*EXERCISE DETAILS:*
Find each line in the following listing that has the string "SonarError", then state the count and nothing else.

*DATA IN THIS EXERCISE:*

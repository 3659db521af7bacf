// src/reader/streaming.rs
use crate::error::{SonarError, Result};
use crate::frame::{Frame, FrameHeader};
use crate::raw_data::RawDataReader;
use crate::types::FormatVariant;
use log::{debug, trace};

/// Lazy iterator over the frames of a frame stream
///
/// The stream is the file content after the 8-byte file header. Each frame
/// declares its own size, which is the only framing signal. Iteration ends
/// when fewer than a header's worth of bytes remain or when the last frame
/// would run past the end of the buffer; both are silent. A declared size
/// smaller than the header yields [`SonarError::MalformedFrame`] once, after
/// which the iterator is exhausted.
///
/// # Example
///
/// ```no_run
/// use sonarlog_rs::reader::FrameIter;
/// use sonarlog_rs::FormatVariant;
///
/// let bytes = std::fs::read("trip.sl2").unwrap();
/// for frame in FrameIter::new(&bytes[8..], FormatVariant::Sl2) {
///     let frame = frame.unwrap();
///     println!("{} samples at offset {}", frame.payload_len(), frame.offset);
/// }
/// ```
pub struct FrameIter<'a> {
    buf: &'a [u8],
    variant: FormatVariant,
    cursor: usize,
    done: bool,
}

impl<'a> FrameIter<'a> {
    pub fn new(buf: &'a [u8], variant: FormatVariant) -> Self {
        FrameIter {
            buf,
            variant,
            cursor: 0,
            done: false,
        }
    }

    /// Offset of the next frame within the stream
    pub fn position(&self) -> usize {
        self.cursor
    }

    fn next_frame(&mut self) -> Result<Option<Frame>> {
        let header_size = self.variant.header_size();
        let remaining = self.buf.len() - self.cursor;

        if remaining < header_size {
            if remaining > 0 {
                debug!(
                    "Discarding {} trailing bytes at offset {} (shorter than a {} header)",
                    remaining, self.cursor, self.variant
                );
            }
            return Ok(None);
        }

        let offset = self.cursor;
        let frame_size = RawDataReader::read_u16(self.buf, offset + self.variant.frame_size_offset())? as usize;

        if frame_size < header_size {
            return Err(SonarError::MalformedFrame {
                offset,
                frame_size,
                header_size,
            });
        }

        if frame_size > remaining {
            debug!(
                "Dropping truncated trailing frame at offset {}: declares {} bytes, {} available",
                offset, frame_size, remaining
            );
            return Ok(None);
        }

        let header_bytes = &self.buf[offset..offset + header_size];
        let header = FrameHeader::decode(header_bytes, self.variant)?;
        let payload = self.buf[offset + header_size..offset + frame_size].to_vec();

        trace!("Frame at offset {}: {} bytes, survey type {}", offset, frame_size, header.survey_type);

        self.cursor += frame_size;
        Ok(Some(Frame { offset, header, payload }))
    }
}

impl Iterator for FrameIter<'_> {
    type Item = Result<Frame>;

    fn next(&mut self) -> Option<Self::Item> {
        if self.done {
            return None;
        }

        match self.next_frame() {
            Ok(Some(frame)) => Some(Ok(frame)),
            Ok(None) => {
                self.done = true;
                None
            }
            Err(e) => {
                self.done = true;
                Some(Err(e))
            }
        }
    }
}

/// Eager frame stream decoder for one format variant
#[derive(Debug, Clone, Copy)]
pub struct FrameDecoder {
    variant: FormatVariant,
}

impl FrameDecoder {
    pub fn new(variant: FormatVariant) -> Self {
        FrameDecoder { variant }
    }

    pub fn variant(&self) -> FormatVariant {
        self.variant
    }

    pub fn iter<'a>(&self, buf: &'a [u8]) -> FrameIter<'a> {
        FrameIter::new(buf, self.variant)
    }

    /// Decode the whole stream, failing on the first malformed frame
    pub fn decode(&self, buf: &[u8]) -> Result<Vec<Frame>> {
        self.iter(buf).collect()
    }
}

*TASK ANSWER:*
3